Task to carry out:
Where does the string "level" occur in the entries below? Copy every line where it does.
====== Records provided
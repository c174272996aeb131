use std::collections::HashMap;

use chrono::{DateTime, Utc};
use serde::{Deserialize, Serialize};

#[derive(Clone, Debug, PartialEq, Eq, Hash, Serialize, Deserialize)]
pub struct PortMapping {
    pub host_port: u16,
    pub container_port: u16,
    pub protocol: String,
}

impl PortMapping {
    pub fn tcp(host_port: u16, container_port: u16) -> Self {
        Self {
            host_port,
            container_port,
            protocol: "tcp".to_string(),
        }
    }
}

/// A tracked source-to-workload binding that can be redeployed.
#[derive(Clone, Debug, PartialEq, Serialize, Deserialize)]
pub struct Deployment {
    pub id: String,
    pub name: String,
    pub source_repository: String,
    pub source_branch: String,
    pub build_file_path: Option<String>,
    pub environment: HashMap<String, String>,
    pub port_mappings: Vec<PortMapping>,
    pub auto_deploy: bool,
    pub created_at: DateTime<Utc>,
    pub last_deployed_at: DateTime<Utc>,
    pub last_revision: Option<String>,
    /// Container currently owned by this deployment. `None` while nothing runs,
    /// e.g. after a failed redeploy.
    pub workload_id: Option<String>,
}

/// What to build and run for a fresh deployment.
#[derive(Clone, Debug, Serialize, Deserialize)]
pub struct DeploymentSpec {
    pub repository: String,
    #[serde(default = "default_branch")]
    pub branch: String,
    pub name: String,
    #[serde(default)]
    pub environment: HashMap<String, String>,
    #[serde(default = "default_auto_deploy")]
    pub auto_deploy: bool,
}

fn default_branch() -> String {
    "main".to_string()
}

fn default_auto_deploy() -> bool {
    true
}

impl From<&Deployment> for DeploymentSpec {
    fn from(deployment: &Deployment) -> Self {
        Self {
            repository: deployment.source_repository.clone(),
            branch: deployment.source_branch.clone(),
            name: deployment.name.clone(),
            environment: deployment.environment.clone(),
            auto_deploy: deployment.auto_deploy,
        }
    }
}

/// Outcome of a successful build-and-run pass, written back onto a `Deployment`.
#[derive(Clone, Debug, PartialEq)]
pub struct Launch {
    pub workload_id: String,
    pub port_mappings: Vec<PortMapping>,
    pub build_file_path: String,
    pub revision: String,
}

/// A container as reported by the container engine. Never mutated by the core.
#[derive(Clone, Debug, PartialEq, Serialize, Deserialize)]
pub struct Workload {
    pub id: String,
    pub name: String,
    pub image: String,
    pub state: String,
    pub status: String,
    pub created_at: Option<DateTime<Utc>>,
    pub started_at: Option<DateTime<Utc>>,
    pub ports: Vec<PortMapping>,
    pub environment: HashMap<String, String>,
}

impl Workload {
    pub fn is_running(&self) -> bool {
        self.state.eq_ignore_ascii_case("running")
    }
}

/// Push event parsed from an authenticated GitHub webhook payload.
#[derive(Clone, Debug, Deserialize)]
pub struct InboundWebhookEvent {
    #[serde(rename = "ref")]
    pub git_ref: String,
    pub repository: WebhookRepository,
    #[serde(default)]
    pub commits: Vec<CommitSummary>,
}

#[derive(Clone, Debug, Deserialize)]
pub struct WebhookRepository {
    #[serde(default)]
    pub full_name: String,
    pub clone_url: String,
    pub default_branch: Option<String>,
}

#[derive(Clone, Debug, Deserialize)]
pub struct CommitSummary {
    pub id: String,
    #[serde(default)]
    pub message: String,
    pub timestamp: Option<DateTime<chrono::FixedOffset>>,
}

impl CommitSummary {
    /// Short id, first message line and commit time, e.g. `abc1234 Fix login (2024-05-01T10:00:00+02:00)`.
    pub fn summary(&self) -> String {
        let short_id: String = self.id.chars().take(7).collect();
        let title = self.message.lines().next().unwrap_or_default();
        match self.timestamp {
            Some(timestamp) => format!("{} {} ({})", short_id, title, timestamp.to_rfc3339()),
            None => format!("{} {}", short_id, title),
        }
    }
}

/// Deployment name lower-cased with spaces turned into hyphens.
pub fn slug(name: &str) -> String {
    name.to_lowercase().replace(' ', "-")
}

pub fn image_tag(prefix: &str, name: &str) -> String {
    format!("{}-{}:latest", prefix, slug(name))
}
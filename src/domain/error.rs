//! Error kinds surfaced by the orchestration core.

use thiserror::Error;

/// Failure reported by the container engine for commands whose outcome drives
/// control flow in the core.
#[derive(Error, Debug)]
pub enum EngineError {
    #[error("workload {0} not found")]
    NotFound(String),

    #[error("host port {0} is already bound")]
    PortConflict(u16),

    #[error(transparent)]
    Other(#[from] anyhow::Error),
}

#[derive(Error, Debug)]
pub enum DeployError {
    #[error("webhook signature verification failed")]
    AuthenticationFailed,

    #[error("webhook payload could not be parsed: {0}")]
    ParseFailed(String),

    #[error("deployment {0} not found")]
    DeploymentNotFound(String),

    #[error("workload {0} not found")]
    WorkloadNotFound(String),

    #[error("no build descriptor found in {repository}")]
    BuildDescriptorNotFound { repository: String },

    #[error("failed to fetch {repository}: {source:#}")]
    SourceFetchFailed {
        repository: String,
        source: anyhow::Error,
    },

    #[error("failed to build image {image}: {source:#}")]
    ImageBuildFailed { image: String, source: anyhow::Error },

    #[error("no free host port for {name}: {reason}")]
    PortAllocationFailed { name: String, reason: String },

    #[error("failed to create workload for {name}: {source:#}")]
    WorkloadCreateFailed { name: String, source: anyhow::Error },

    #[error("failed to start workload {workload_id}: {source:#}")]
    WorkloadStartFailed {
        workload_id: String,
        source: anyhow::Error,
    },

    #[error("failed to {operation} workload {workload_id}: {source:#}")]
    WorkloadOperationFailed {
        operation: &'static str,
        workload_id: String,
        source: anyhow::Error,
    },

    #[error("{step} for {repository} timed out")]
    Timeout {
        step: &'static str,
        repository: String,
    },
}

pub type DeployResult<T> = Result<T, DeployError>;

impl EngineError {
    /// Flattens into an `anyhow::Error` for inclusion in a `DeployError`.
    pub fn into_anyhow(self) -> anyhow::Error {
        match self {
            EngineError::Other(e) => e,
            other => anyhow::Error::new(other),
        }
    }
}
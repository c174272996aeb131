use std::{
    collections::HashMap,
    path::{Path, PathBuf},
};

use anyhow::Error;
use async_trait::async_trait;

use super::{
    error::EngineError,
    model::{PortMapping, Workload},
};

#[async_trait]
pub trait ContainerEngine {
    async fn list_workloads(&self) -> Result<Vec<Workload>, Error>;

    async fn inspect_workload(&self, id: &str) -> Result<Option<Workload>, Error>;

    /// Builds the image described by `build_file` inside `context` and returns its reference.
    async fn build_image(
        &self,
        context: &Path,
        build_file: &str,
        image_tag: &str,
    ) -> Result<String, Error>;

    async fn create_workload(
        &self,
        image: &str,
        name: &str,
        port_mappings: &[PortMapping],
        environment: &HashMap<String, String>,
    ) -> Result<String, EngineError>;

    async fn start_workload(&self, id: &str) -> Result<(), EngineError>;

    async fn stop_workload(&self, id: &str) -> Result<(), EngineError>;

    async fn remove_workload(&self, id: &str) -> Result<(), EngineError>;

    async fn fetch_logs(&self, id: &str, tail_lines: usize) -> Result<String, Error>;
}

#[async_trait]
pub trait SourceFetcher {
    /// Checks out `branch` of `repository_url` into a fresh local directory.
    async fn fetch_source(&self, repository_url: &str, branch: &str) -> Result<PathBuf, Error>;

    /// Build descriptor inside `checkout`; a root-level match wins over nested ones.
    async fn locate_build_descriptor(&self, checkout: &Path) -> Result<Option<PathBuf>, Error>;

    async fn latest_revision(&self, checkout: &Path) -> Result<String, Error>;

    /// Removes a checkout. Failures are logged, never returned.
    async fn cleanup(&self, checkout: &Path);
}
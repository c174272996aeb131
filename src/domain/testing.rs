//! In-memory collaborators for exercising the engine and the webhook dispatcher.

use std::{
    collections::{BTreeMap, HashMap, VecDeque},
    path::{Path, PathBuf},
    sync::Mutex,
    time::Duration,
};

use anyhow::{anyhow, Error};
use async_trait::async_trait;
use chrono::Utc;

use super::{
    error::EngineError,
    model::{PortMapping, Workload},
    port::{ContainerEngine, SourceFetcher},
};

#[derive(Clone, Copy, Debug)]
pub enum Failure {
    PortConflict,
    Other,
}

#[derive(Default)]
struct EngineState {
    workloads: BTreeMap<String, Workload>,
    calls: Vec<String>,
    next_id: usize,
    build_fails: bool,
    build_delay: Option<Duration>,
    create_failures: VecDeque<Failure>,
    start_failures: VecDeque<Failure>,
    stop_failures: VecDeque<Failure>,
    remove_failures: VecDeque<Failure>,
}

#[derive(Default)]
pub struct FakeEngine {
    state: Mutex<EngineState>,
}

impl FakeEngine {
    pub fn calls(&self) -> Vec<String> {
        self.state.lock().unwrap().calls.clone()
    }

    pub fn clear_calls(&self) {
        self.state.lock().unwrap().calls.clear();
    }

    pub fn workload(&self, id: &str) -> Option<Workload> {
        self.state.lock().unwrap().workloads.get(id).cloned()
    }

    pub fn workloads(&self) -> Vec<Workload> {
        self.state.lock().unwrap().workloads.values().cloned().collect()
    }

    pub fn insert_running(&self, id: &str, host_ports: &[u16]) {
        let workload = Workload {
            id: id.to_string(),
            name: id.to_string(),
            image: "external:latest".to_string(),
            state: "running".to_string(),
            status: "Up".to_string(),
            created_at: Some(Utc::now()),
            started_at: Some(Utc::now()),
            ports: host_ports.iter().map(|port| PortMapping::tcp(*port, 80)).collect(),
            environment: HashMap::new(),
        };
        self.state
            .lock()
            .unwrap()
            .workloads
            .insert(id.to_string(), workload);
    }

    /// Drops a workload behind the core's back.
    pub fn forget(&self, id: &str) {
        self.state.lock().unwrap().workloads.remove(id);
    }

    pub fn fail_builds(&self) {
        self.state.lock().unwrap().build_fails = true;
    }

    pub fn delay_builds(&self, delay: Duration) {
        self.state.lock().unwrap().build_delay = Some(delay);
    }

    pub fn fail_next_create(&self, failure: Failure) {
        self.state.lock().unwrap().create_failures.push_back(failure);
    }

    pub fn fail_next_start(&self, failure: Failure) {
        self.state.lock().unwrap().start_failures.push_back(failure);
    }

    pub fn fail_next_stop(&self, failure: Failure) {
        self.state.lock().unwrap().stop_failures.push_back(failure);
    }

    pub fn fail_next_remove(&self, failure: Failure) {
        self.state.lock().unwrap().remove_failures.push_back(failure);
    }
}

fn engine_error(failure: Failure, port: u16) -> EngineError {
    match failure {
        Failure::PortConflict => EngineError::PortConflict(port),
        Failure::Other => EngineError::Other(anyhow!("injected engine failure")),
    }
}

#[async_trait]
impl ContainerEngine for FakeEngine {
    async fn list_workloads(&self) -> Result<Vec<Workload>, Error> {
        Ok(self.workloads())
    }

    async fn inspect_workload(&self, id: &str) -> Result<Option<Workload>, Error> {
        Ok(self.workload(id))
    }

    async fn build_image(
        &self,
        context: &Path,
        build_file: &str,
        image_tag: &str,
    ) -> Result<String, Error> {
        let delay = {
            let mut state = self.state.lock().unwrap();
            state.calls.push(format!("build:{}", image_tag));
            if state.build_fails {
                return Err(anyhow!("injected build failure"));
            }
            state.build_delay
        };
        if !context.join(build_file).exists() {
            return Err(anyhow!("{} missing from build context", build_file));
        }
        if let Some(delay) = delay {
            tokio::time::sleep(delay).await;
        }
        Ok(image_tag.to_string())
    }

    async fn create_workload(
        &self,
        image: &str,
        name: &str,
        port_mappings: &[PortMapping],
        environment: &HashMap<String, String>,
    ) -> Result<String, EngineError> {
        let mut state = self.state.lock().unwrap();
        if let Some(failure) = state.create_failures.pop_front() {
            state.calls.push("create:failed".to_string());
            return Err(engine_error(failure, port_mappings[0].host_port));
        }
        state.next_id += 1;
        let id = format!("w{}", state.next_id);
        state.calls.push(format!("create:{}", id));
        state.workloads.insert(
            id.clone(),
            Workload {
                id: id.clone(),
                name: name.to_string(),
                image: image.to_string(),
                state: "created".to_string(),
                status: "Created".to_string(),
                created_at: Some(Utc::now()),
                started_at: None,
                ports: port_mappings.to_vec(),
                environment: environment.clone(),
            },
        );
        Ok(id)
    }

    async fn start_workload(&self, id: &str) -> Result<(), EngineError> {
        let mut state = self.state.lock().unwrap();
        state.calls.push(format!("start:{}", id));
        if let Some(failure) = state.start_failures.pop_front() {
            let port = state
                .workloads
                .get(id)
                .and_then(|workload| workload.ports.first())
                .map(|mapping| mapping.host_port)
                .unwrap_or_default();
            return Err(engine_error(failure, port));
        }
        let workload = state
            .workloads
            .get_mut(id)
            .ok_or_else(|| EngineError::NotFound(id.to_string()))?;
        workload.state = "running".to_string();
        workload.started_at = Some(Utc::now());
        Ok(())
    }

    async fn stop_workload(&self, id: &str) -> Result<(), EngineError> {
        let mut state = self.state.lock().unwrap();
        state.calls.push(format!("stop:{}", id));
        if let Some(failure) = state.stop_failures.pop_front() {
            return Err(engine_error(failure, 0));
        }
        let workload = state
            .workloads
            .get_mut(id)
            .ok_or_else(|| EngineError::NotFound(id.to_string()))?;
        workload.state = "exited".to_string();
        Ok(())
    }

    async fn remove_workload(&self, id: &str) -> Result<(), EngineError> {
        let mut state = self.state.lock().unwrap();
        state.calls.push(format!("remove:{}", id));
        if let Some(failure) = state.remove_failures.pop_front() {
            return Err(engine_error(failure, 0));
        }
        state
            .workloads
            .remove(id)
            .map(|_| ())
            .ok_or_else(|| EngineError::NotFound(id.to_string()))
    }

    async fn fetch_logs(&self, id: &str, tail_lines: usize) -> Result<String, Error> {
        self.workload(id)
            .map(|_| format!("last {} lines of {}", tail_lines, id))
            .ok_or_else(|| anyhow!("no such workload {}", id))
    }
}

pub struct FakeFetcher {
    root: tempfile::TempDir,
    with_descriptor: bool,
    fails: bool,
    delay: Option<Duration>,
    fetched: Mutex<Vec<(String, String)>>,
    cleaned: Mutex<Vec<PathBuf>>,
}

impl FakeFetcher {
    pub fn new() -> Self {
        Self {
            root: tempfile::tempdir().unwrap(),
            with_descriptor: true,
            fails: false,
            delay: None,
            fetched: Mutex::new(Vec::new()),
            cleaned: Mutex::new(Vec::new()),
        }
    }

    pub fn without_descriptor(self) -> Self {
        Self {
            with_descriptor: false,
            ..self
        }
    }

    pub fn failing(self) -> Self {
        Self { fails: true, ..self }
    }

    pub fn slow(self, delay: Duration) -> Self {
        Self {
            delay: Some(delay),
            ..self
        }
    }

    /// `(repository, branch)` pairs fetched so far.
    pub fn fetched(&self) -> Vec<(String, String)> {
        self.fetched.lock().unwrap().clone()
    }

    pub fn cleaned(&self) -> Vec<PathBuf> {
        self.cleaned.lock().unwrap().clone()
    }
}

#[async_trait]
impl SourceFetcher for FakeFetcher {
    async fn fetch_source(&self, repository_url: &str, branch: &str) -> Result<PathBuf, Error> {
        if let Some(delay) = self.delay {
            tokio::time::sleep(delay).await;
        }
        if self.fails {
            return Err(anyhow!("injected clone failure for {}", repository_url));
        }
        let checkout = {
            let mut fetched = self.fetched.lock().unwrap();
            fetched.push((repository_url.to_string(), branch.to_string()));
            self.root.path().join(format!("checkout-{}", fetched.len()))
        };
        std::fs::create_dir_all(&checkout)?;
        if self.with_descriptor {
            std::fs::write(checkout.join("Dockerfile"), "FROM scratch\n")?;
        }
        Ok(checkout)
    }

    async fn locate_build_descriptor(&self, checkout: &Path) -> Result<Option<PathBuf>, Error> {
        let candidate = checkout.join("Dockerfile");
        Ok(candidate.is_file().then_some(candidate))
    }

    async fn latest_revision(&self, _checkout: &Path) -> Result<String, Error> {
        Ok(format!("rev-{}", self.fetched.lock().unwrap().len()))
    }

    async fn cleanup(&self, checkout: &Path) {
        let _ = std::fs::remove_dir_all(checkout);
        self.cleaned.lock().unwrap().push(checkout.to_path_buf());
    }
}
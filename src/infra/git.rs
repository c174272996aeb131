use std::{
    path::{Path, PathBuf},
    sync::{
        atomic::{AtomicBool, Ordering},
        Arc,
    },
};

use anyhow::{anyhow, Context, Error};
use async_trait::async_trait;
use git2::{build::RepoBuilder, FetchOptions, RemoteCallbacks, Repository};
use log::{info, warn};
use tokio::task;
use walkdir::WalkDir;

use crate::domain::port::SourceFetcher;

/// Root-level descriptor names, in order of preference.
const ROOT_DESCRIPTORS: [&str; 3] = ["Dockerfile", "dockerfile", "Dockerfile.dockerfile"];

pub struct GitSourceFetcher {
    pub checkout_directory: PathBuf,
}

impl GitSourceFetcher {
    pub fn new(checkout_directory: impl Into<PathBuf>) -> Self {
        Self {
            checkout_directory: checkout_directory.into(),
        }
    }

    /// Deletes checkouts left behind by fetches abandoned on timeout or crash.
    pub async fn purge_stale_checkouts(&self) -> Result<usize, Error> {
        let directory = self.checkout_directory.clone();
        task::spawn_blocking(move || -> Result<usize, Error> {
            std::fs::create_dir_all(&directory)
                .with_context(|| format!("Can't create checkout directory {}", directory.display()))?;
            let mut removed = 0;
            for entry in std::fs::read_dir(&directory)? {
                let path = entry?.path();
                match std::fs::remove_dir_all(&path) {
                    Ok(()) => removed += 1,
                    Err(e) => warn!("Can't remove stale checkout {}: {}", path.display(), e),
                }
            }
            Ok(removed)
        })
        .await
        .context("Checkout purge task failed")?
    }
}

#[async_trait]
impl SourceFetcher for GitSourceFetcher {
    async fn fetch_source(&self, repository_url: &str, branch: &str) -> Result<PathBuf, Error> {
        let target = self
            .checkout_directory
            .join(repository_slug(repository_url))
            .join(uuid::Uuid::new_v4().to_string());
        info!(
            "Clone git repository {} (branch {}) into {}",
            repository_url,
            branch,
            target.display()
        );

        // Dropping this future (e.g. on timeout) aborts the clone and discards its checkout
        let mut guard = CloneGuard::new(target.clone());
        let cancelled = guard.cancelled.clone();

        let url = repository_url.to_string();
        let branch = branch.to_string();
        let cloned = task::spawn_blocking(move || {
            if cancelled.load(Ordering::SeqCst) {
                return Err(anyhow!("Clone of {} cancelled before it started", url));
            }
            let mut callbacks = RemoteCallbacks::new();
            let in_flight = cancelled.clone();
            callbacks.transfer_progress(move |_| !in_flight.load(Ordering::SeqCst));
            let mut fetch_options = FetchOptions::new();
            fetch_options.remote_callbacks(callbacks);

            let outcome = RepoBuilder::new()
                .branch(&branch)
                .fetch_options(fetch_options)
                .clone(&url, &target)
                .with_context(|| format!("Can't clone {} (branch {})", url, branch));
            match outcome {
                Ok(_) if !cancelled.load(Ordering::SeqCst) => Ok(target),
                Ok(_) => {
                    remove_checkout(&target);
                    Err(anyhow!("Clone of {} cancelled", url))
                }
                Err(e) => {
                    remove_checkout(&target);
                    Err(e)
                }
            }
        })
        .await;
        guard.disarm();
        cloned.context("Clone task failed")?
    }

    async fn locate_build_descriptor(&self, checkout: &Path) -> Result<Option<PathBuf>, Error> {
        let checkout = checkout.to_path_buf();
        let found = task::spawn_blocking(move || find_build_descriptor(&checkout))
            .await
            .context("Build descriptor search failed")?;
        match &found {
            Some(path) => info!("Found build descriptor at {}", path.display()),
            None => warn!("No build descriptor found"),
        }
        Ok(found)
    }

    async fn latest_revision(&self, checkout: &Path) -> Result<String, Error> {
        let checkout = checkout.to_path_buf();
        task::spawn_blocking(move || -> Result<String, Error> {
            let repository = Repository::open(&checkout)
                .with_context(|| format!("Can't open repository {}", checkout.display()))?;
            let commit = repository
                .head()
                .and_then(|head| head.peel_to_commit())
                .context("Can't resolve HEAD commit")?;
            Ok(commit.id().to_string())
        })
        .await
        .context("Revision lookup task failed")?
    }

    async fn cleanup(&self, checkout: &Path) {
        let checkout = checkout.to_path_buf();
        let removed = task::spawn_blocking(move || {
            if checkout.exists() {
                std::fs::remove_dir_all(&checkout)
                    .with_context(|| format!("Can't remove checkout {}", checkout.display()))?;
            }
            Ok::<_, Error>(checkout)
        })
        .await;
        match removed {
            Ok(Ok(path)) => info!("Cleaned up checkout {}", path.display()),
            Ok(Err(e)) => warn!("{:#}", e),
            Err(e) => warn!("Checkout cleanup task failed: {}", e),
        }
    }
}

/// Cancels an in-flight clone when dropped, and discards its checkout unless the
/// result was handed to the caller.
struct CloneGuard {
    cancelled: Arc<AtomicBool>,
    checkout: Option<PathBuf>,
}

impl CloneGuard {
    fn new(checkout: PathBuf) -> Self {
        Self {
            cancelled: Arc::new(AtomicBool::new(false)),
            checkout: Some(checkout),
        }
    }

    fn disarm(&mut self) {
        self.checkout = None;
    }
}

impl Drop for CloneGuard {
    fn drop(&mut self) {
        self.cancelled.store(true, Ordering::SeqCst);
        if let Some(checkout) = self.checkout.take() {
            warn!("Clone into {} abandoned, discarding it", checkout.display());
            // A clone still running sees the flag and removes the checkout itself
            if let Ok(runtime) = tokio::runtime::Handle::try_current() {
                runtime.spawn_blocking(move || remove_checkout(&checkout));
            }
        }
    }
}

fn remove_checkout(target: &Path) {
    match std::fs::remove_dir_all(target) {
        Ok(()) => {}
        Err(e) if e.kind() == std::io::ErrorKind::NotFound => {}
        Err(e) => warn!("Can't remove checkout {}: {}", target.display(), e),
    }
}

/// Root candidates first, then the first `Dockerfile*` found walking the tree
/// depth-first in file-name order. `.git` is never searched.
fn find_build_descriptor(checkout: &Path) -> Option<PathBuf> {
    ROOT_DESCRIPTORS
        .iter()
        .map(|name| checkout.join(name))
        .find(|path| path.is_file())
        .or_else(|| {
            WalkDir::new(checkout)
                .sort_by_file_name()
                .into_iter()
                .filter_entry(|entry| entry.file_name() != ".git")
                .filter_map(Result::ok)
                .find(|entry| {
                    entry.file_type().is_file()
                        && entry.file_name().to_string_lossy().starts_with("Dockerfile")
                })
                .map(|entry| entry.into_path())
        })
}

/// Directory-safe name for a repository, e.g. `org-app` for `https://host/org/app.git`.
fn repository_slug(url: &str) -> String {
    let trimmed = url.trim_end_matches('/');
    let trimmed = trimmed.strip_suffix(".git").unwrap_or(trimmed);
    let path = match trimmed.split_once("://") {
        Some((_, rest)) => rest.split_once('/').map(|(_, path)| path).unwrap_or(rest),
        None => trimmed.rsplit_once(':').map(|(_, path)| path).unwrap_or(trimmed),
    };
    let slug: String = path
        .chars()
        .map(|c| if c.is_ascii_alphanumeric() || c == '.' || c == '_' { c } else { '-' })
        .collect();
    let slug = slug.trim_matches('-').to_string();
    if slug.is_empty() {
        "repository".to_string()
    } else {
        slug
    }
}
============
Result for this task:
    /// Build descriptor inside `checkout`; a root-level match wins over nested ones.
/// Root-level descriptor names, in order of preference.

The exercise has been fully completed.